Une autre réserve concerne le style. Frédéric Lainé a voulu écrire un ouvrage de référence, pas un roman. On comprend donc que le propos en soit moins libre et le style moins outré que par exemple D. Hildebrand dans son roman du piano. Mais le plaisir à lire Hildebrand tient justement au fait que c'est écrit par un mélomane qui se fiche comme une guigne d'être exhaustif dans la chronologie ou précis dans les références, mais cherche uniquement à communiquer sa passion pour un instrument, quitte à en explorer les recoins obscurs et à user fréquemment du sarcasme pour en épuiser la substance. Le style de F. Lainé est clair et fluide, mais il manque singulièrement de fantaisie et souvent d'humour. Concernant l'histoire de l'alto qui est véritablement le vilain petit canard de la famille des cordes, on aurait préféré endurer quelques couacs que de s'endormir toutes les dix pages, malgré la richesse du contenu. De l'audace !

Dernier point, on peut très bien défendre le fait qu'un ouvrage de ce type n'a pas vocation à être lu de la première à la dernière page comme un roman, mais plutôt conservé dans la bibliothèque et consulté de temps à autre; mais dans ce cas adopter un autre plan aurait été plus judicieux.
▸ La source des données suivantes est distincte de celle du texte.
//! Configuration management

use std::{collections::HashMap, env, path::Path, time::Duration};

use figment::{
    Figment,
    providers::{Env, Format, Yaml},
};
use regex::Regex;
use serde::{Deserialize, Serialize};

use crate::{Error, Result};

/// STS rejects sessions shorter than 15 minutes.
pub const MIN_SESSION_DURATION: Duration = Duration::from_secs(15 * 60);
/// STS rejects sessions longer than 12 hours.
pub const MAX_SESSION_DURATION: Duration = Duration::from_secs(12 * 60 * 60);

/// Main configuration
#[derive(Debug, Clone, Serialize, Deserialize, Default)]
#[serde(default)]
pub struct Config {
    /// Environment files to load before processing config.
    /// Paths support ~ expansion. Loaded in order, later files override earlier.
    pub env_files: Vec<String>,
    /// HTTP server configuration
    pub server: ServerConfig,
    /// Identity provider (token verification)
    pub identity: IdentityConfig,
    /// Request lifecycle and trust-role mapping
    pub access: AccessConfig,
    /// Federation service (scoped credential minting)
    pub federation: FederationConfig,
    /// Durable store backend
    pub store: StoreConfig,
}

/// Server configuration
#[derive(Debug, Clone, Serialize, Deserialize)]
#[serde(default)]
pub struct ServerConfig {
    /// Host to bind to
    pub host: String,
    /// Port to listen on
    pub port: u16,
    /// Graceful shutdown timeout
    #[serde(with = "humantime_serde")]
    pub shutdown_timeout: Duration,
    /// Maximum request body size (bytes)
    pub max_body_size: usize,
}

impl Default for ServerConfig {
    fn default() -> Self {
        Self {
            host: "127.0.0.1".to_string(),
            port: 39500,
            shutdown_timeout: Duration::from_secs(30),
            max_body_size: 64 * 1024,
        }
    }
}

/// Identity provider configuration
#[derive(Debug, Clone, Serialize, Deserialize)]
#[serde(default)]
pub struct IdentityConfig {
    /// Provider region (used to derive the default issuer)
    pub region: String,
    /// User pool identifier (used to derive the default issuer)
    pub user_pool_id: String,
    /// Expected `aud` claim (the app client id)
    pub client_id: String,
    /// Explicit issuer URL; overrides the region/pool derivation
    pub issuer: Option<String>,
    /// Explicit JWKS URI; defaults to `<issuer>/.well-known/jwks.json`
    pub jwks_uri: Option<String>,
    /// Claim carrying group memberships
    pub groups_claim: String,
    /// Group that grants the administrative role
    pub admin_group: String,
    /// Required `token_use` claim value, if any (`id` for ID tokens)
    pub token_use: Option<String>,
    /// Clock skew tolerance for `exp`
    pub leeway_secs: u64,
    /// Key-set fetch timeout
    #[serde(with = "humantime_serde")]
    pub fetch_timeout: Duration,
}

impl Default for IdentityConfig {
    fn default() -> Self {
        Self {
            region: "us-east-1".to_string(),
            user_pool_id: String::new(),
            client_id: String::new(),
            issuer: None,
            jwks_uri: None,
            groups_claim: "cognito:groups".to_string(),
            admin_group: "admin".to_string(),
            token_use: None,
            leeway_secs: 60,
            fetch_timeout: Duration::from_secs(10),
        }
    }
}

impl IdentityConfig {
    /// The issuer every token must carry.
    #[must_use]
    pub fn resolved_issuer(&self) -> String {
        match self.issuer {
            Some(ref issuer) => issuer.trim_end_matches('/').to_string(),
            None => format!(
                "https://cognito-idp.{}.amazonaws.com/{}",
                self.region, self.user_pool_id
            ),
        }
    }

    /// Where the provider publishes its signing keys.
    #[must_use]
    pub fn resolved_jwks_uri(&self) -> String {
        self.jwks_uri
            .clone()
            .unwrap_or_else(|| format!("{}/.well-known/jwks.json", self.resolved_issuer()))
    }
}

/// Request lifecycle configuration
#[derive(Debug, Clone, Serialize, Deserialize)]
#[serde(default)]
pub struct AccessConfig {
    /// Resource identifier -> trust-role reference
    pub trust_roles: HashMap<String, String>,
    /// Environment fallback prefix (`<prefix><RESOURCE>`); empty disables it
    pub trust_role_env_prefix: String,
    /// Upper bound for requested and approved durations
    pub max_duration_hours: f64,
    /// Upper bound for the justification text (characters)
    pub max_justification_len: usize,
    /// Attempts for the grant upsert (and the compensating rollback)
    pub grant_write_attempts: usize,
}

impl Default for AccessConfig {
    fn default() -> Self {
        Self {
            trust_roles: HashMap::new(),
            trust_role_env_prefix: "TEMP_ROLE_ARN_".to_string(),
            max_duration_hours: 24.0 * 365.0,
            max_justification_len: 2000,
            grant_write_attempts: 3,
        }
    }
}

/// Federation service configuration
#[derive(Debug, Clone, Serialize, Deserialize)]
#[serde(default)]
pub struct FederationConfig {
    /// Operating region, returned with every issued credential
    pub region: String,
    /// Explicit STS endpoint; defaults to `https://sts.<region>.amazonaws.com`
    pub endpoint: Option<String>,
    /// Ceiling on the issued session lifetime
    #[serde(with = "humantime_serde")]
    pub session_duration: Duration,
    /// Session name prefix (`<prefix>-<subject>-<resource>`)
    pub session_name_prefix: String,
    /// Federation call timeout
    #[serde(with = "humantime_serde")]
    pub timeout: Duration,
}

impl Default for FederationConfig {
    fn default() -> Self {
        Self {
            region: "us-east-1".to_string(),
            endpoint: None,
            session_duration: Duration::from_secs(3600),
            session_name_prefix: "temp-access".to_string(),
            timeout: Duration::from_secs(10),
        }
    }
}

impl FederationConfig {
    /// The STS endpoint to call.
    #[must_use]
    pub fn resolved_endpoint(&self) -> String {
        self.endpoint
            .clone()
            .unwrap_or_else(|| format!("https://sts.{}.amazonaws.com", self.region))
    }
}

/// Store backend selector
#[derive(Debug, Clone, Copy, PartialEq, Eq, Serialize, Deserialize, Default)]
#[serde(rename_all = "lowercase")]
pub enum StoreBackend {
    /// Process-local maps (development and tests)
    #[default]
    Memory,
    /// DynamoDB tables
    Dynamodb,
}

/// Durable store configuration
#[derive(Debug, Clone, Serialize, Deserialize)]
#[serde(default)]
pub struct StoreConfig {
    /// Backend to use
    pub backend: StoreBackend,
    /// Store region; defaults to the federation region
    pub region: Option<String>,
    /// Explicit endpoint (e.g. a local DynamoDB)
    pub endpoint: Option<String>,
    /// Access request table
    pub requests_table: String,
    /// Access grant table
    pub grants_table: String,
    /// Per-operation timeout
    #[serde(with = "humantime_serde")]
    pub timeout: Duration,
}

impl Default for StoreConfig {
    fn default() -> Self {
        Self {
            backend: StoreBackend::Memory,
            region: None,
            endpoint: None,
            requests_table: "access_requests".to_string(),
            grants_table: "temp_access".to_string(),
            timeout: Duration::from_secs(5),
        }
    }
}

impl Config {
    /// Load configuration from file and environment
    ///
    /// # Errors
    ///
    /// Returns an error if the config file does not exist or cannot be parsed.
    pub fn load(path: Option<&Path>) -> Result<Self> {
        let mut figment = Figment::new();

        if let Some(p) = path {
            if !p.exists() {
                return Err(Error::Config(format!(
                    "Config file not found: {}",
                    p.display()
                )));
            }
            figment = figment.merge(Yaml::file(p));
        }

        // Merge environment variables (ACCESS_BROKER_ prefix)
        figment = figment.merge(Env::prefixed("ACCESS_BROKER_").split("__"));

        let mut config: Self = figment
            .extract()
            .map_err(|e| Error::Config(e.to_string()))?;

        // Load env files into process environment (before env var expansion)
        config.load_env_files();

        config.expand_env_vars();

        Ok(config)
    }

    /// Check that the configuration can actually serve requests.
    ///
    /// # Errors
    ///
    /// Returns [`Error::Config`] describing the first problem found.
    pub fn validate(&self) -> Result<()> {
        if self.identity.issuer.is_none() && self.identity.user_pool_id.is_empty() {
            return Err(Error::Config(
                "identity.user_pool_id or identity.issuer must be set".to_string(),
            ));
        }
        if self.identity.client_id.is_empty() {
            return Err(Error::Config("identity.client_id must be set".to_string()));
        }
        if self.identity.admin_group.is_empty() {
            return Err(Error::Config("identity.admin_group must not be empty".to_string()));
        }
        let session = self.federation.session_duration;
        if !(MIN_SESSION_DURATION..=MAX_SESSION_DURATION).contains(&session) {
            return Err(Error::Config(format!(
                "federation.session_duration must be between {}s and {}s (got {}s)",
                MIN_SESSION_DURATION.as_secs(),
                MAX_SESSION_DURATION.as_secs(),
                session.as_secs()
            )));
        }
        if !(self.access.max_duration_hours.is_finite() && self.access.max_duration_hours > 0.0) {
            return Err(Error::Config(
                "access.max_duration_hours must be a positive number".to_string(),
            ));
        }
        if self.access.grant_write_attempts == 0 {
            return Err(Error::Config(
                "access.grant_write_attempts must be at least 1".to_string(),
            ));
        }
        Ok(())
    }

    /// Load environment files into the process environment.
    /// Supports ~ expansion. Files that don't exist are silently skipped.
    fn load_env_files(&self) {
        for path_str in &self.env_files {
            let expanded = if path_str.starts_with('~') {
                if let Some(home) = dirs::home_dir() {
                    path_str.replacen('~', &home.display().to_string(), 1)
                } else {
                    path_str.clone()
                }
            } else {
                path_str.clone()
            };

            let path = Path::new(&expanded);
            if path.exists() {
                match dotenvy::from_path(path) {
                    Ok(()) => tracing::info!("Loaded env file: {expanded}"),
                    Err(e) => tracing::warn!("Failed to load env file {expanded}: {e}"),
                }
            } else {
                tracing::debug!("Env file not found (skipped): {expanded}");
            }
        }
    }

    /// Expand ${VAR} and ${VAR:-default} patterns in role references and endpoints
    fn expand_env_vars(&mut self) {
        let Ok(re) = Regex::new(r"\$\{([A-Z_][A-Z0-9_]*)(?::-([^}]*))?\}") else {
            return;
        };

        for role in self.access.trust_roles.values_mut() {
            *role = Self::expand_string(&re, role);
        }
        for endpoint in [
            &mut self.identity.issuer,
            &mut self.identity.jwks_uri,
            &mut self.federation.endpoint,
            &mut self.store.endpoint,
        ]
        .into_iter()
        .flatten()
        {
            *endpoint = Self::expand_string(&re, endpoint);
        }
    }

    /// Expand environment variables in a string
    fn expand_string(re: &Regex, value: &str) -> String {
        re.replace_all(value, |caps: &regex::Captures| {
            let var_name = &caps[1];
            let default = caps.get(2).map_or("", |m| m.as_str());
            env::var(var_name).unwrap_or_else(|_| default.to_string())
        })
        .into_owned()
    }
}

/// Custom humantime serde module for Duration
pub mod humantime_serde {
    use std::time::Duration;

    use serde::{self, Deserialize, Deserializer, Serializer};

    /// Serialize Duration to human-readable string (e.g., "30s")
    ///
    /// # Errors
    ///
    /// Returns a serialization error if the serializer fails.
    pub fn serialize<S>(duration: &Duration, serializer: S) -> Result<S::Ok, S::Error>
    where
        S: Serializer,
    {
        serializer.serialize_str(&format!("{}s", duration.as_secs()))
    }

    /// Deserialize human-readable duration string (e.g., "30s", "5m", "100ms")
    ///
    /// # Errors
    ///
    /// Returns a deserialization error if the string cannot be parsed as a duration.
    pub fn deserialize<'de, D>(deserializer: D) -> Result<Duration, D::Error>
    where
        D: Deserializer<'de>,
    {
        let s = String::deserialize(deserializer)?;

        // "ms" must be checked before "s" and "m"
        if let Some(ms) = s.strip_suffix("ms") {
            ms.parse::<u64>()
                .map(Duration::from_millis)
                .map_err(serde::de::Error::custom)
        } else if let Some(secs) = s.strip_suffix('s') {
            secs.parse::<u64>()
                .map(Duration::from_secs)
                .map_err(serde::de::Error::custom)
        } else if let Some(mins) = s.strip_suffix('m') {
            mins.parse::<u64>()
                .map(|m| Duration::from_secs(m * 60))
                .map_err(serde::de::Error::custom)
        } else if let Some(hours) = s.strip_suffix('h') {
            hours
                .parse::<u64>()
                .map(|h| Duration::from_secs(h * 3600))
                .map_err(serde::de::Error::custom)
        } else {
            // Assume seconds
            s.parse::<u64>()
                .map(Duration::from_secs)
                .map_err(serde::de::Error::custom)
        }
    }
}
Pourquoi ne pas dresser par exemple des tableaux récapitulatifs avec toutes les sonates pour alto et piano, tous les concertos, toutes les études, etc ? Et pourquoi ne pas traiter de sujets comme la place de l'alto dans l'orchestre symphonique dans une seule chapitre plutôt que dans 6 sous-chapitres de chaque chapitre chronologique ? Et de même pour l'évolution de la pédagogie ? On comprend bien l'intention de l'auteur de vouloir traiter tous ces sujets simultanément pour saisir l'évolution de l'alto sous tous ses aspects; mais n'ayant pas su choisir entre un récit chronologique, qui exige une plume assez solide et une certaine liberté dans l'agencement des sujets, et une présentation exhaustive, sous forme de tableaux ou de dictionnaire, Frédéric Lainé a tenté une forme hybride qui s'avère peu efficace alors même que le fond est assez riche. C'est pour cette dernière raison que Le Journal de Papageno recommande ce bouquin, bien qu'il  ne le lise pas comme un roman et qu'on ne s'y retrouve pas aussi facilement que dans un guide ou un dictionnaire.